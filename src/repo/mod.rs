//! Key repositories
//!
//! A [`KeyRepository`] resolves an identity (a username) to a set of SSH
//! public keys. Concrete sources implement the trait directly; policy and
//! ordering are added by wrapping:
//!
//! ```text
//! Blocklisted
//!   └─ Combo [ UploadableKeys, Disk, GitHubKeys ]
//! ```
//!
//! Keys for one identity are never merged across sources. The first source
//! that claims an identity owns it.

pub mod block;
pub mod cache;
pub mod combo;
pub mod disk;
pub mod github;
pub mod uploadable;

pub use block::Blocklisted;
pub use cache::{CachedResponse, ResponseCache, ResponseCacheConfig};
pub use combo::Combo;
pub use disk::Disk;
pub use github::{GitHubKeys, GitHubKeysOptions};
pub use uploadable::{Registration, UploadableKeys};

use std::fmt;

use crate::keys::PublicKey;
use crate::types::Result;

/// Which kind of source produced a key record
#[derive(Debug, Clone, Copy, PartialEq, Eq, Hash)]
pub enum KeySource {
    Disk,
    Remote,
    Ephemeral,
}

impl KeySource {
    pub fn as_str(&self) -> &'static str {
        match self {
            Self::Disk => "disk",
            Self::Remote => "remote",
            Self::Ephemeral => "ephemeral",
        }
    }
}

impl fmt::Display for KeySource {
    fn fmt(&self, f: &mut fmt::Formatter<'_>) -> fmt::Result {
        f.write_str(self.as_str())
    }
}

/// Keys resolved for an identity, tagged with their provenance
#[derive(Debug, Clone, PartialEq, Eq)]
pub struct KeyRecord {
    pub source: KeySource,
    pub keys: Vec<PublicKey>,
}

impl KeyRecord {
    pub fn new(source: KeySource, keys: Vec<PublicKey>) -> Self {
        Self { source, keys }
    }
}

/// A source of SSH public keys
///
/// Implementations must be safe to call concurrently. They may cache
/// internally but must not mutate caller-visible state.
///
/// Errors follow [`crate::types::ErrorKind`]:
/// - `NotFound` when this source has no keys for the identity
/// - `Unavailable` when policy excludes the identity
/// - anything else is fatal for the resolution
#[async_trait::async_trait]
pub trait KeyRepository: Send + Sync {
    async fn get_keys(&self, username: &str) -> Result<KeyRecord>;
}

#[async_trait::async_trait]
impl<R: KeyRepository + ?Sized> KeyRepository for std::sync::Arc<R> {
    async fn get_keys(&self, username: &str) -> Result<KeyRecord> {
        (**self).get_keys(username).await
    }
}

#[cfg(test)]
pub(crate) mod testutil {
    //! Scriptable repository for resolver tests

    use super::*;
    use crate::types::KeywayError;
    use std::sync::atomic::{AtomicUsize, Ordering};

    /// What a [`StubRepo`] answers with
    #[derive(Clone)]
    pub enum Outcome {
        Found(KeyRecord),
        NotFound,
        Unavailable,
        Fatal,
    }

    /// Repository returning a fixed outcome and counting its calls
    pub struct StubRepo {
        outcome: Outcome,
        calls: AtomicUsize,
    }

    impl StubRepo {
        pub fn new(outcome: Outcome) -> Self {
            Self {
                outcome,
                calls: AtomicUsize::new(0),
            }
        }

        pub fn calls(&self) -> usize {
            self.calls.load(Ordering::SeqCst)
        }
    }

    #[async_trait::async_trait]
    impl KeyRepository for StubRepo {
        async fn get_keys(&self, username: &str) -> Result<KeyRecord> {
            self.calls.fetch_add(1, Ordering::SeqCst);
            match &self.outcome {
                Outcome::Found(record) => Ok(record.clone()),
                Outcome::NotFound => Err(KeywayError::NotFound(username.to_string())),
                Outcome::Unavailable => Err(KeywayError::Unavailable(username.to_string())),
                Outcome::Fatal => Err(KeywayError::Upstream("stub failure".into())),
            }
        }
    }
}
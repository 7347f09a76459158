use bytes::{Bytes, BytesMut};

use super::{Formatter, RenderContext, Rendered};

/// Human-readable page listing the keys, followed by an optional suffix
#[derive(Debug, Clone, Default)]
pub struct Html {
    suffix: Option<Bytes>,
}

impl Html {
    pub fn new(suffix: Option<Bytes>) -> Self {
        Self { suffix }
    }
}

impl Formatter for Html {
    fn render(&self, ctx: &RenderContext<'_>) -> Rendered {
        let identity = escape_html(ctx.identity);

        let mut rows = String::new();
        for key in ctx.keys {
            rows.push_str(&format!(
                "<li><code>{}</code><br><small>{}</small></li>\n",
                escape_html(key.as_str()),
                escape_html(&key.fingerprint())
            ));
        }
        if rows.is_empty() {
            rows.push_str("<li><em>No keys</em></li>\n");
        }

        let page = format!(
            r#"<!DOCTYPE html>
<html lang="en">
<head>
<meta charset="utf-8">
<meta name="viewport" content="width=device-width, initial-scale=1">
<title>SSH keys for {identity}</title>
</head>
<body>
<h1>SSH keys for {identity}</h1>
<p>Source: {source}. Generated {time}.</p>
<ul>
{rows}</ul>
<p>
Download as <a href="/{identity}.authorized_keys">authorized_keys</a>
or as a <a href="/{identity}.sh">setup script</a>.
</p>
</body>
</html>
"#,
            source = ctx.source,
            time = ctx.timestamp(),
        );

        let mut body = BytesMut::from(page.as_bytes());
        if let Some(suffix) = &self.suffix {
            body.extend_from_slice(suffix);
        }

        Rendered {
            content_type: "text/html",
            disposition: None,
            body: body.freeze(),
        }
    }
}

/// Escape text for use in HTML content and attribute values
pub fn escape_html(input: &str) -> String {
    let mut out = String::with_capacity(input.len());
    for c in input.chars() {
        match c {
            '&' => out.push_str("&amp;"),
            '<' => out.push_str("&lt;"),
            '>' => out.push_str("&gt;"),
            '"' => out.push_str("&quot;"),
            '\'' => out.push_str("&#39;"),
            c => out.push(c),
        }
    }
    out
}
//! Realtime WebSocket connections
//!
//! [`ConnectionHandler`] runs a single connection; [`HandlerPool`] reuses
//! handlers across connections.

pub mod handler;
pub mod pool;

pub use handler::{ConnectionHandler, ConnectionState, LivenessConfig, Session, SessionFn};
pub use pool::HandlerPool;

▬▬▬

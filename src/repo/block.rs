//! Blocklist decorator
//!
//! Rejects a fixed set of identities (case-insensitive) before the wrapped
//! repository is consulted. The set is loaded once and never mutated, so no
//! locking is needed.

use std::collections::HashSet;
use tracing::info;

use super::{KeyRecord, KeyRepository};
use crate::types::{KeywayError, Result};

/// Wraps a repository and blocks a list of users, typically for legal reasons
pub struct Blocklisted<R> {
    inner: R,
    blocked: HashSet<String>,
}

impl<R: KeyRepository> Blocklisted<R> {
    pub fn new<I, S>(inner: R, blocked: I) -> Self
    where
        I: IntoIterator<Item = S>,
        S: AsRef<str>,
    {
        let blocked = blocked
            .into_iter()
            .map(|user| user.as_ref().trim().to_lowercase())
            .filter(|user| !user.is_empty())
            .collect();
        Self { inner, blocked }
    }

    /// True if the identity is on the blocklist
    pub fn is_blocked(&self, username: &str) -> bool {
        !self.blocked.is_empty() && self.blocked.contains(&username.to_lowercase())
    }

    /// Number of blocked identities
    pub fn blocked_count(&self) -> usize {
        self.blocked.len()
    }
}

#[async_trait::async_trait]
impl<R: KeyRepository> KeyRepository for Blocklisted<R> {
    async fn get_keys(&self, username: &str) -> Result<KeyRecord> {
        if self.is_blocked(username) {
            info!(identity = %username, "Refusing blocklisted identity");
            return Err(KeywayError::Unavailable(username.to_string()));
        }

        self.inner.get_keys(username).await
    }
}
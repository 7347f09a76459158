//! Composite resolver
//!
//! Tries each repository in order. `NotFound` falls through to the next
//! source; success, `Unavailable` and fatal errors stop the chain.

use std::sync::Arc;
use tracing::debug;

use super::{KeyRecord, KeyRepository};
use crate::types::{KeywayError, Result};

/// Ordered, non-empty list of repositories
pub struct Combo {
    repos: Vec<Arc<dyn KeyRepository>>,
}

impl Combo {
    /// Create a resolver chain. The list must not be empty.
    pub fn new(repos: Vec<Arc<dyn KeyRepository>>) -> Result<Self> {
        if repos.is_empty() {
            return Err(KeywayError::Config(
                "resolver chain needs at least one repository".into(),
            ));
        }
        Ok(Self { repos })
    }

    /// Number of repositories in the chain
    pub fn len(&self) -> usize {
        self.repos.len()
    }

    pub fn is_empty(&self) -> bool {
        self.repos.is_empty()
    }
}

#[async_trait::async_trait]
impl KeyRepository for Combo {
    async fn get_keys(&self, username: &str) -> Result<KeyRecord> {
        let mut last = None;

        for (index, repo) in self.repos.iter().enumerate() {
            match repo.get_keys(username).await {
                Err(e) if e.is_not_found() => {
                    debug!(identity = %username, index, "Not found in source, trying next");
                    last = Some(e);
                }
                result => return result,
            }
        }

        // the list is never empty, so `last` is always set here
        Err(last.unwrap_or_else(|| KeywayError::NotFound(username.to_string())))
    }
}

▬▬▬

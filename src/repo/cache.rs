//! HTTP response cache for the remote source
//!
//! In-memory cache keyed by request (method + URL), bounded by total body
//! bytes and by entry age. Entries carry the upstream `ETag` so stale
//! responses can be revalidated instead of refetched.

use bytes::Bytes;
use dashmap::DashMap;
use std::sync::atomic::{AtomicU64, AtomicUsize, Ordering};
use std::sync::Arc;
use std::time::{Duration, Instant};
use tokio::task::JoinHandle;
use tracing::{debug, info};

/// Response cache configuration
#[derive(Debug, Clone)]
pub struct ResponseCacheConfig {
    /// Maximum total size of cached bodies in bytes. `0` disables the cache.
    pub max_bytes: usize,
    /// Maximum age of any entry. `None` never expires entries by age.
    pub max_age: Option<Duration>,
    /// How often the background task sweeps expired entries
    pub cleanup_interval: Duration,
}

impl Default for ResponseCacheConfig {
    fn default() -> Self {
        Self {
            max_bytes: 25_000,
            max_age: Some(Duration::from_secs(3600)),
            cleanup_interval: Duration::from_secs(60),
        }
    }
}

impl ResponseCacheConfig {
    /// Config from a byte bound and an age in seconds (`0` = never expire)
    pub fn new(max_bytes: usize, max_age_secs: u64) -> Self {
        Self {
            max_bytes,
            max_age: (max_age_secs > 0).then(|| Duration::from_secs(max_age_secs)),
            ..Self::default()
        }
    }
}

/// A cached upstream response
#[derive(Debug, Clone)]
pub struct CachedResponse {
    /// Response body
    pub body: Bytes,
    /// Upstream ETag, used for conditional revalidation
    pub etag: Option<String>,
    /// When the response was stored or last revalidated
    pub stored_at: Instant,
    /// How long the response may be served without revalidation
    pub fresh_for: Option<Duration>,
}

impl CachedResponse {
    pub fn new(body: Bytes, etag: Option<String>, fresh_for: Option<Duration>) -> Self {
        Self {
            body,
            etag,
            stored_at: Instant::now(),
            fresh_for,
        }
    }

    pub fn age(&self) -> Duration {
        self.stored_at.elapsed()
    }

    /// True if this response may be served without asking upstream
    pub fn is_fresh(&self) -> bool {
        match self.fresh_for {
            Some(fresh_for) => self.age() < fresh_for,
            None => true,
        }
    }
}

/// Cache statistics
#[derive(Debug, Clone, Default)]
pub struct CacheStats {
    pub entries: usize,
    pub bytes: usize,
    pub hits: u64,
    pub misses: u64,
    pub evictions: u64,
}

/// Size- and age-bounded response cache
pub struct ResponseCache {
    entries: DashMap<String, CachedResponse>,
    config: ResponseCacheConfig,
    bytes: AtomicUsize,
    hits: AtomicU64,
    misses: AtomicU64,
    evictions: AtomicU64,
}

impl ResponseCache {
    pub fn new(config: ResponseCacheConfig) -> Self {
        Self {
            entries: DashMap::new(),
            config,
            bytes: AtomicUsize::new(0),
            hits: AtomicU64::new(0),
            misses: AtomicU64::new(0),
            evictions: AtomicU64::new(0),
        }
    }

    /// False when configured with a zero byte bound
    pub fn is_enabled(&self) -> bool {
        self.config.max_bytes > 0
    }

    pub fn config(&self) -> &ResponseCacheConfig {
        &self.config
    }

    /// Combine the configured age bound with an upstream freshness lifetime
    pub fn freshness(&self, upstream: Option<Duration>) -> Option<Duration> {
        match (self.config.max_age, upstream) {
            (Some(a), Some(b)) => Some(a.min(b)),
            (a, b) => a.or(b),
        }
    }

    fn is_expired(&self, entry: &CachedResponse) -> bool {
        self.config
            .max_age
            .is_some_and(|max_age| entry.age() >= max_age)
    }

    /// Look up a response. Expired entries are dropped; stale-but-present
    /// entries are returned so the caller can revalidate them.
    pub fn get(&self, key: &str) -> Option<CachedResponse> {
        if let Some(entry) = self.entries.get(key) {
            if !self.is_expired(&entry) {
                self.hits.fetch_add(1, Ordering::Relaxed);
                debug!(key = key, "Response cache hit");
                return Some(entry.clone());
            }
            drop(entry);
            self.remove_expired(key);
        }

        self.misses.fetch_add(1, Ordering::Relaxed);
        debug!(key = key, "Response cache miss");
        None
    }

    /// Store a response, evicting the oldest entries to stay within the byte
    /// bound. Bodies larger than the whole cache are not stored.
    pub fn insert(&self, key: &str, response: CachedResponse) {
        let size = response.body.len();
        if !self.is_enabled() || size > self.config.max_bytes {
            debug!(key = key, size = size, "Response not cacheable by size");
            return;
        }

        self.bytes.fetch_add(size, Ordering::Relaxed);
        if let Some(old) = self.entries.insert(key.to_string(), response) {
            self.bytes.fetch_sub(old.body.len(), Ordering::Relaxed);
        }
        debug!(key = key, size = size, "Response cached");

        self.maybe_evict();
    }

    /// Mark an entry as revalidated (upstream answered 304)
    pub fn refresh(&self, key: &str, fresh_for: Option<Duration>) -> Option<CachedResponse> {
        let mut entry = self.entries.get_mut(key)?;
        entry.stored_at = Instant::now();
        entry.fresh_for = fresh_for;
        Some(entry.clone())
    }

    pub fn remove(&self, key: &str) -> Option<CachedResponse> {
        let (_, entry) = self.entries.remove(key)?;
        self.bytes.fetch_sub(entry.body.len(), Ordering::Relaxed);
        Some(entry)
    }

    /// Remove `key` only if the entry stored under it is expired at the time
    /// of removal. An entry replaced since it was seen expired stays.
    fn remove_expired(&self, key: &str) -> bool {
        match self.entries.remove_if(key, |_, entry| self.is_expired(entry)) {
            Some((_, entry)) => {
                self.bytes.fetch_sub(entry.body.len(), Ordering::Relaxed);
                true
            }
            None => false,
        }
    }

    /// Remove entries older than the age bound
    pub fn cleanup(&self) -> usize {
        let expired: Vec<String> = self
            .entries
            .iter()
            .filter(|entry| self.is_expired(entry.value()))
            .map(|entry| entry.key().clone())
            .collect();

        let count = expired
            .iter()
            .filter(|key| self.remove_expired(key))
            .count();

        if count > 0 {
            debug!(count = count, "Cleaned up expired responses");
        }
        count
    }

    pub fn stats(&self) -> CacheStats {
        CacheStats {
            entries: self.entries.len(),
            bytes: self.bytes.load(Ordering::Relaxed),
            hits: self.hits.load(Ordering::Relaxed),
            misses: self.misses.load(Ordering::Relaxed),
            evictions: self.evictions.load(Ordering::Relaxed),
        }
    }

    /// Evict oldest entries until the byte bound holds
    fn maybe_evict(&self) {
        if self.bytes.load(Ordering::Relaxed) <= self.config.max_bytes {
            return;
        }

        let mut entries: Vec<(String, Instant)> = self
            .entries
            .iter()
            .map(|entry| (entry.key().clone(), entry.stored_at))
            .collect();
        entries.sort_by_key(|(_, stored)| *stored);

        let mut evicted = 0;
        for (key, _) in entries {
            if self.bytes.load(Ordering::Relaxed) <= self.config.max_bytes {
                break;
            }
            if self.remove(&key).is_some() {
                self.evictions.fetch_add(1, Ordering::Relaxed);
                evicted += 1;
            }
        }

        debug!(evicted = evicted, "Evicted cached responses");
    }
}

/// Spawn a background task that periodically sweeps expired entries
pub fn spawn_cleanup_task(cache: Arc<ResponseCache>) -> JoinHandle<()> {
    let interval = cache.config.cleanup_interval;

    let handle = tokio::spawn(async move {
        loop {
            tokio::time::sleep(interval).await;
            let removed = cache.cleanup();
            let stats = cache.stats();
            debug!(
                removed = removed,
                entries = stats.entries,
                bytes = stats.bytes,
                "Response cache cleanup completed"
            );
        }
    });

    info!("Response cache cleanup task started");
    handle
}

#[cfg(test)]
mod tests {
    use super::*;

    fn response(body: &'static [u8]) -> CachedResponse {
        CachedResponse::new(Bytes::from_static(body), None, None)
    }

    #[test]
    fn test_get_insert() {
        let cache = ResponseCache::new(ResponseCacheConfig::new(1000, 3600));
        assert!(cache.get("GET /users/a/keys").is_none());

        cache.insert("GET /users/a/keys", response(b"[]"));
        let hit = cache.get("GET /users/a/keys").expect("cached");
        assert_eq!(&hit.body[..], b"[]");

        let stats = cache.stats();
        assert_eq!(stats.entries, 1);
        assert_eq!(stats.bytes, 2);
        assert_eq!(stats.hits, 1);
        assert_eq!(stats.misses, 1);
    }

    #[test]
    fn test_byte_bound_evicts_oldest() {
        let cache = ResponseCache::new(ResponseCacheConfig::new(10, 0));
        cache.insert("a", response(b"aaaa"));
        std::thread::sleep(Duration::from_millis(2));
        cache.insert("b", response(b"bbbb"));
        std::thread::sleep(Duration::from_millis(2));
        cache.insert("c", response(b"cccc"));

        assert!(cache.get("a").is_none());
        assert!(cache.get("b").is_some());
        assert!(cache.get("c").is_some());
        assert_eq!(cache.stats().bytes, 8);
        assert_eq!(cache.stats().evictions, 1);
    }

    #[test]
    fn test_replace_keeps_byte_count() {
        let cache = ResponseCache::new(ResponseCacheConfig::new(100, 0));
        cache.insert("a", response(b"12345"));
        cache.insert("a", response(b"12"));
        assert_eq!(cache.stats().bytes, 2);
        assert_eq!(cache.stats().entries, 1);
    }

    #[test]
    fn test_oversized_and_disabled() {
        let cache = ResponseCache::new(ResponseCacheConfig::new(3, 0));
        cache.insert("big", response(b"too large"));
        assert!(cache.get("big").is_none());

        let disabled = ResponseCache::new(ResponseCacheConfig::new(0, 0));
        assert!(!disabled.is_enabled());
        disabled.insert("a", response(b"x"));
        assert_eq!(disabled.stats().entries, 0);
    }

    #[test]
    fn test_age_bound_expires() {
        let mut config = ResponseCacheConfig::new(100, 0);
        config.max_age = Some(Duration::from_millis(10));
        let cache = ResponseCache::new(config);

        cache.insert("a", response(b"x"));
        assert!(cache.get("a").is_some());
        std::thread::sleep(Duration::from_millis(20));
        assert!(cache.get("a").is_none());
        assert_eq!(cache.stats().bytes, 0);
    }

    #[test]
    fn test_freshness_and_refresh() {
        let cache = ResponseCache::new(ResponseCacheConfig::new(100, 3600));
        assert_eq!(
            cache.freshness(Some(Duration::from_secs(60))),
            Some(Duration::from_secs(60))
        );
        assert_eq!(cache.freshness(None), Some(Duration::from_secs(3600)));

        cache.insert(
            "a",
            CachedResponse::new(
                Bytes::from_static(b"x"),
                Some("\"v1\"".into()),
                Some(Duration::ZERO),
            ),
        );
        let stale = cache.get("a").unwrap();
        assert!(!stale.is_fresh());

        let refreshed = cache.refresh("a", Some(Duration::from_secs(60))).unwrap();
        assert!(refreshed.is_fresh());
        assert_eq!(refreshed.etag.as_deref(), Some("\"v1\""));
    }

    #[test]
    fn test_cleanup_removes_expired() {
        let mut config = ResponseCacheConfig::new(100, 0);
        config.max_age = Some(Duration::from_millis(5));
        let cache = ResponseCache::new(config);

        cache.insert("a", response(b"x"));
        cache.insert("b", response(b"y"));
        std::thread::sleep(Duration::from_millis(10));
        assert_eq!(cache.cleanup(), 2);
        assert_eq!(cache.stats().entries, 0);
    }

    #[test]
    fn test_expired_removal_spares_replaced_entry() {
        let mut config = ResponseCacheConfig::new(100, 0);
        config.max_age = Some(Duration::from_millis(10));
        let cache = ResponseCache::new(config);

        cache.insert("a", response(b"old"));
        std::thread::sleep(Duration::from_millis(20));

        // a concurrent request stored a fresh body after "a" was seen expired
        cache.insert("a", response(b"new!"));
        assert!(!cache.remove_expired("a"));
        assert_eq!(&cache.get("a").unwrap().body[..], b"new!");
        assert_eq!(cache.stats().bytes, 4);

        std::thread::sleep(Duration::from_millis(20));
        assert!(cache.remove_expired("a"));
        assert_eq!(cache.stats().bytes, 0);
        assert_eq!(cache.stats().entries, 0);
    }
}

▬▬▬

AIM OF THE TASK: Check every line above for the string "crate", and copy the ones that have it.

RESULT:
use crate::keys::PublicKey;
use crate::types::Result;
/// Errors follow [`crate::types::ErrorKind`]:
pub(crate) mod testutil {
    use crate::types::KeywayError;
use crate::types::{KeywayError, Result};
use crate::types::{KeywayError, Result};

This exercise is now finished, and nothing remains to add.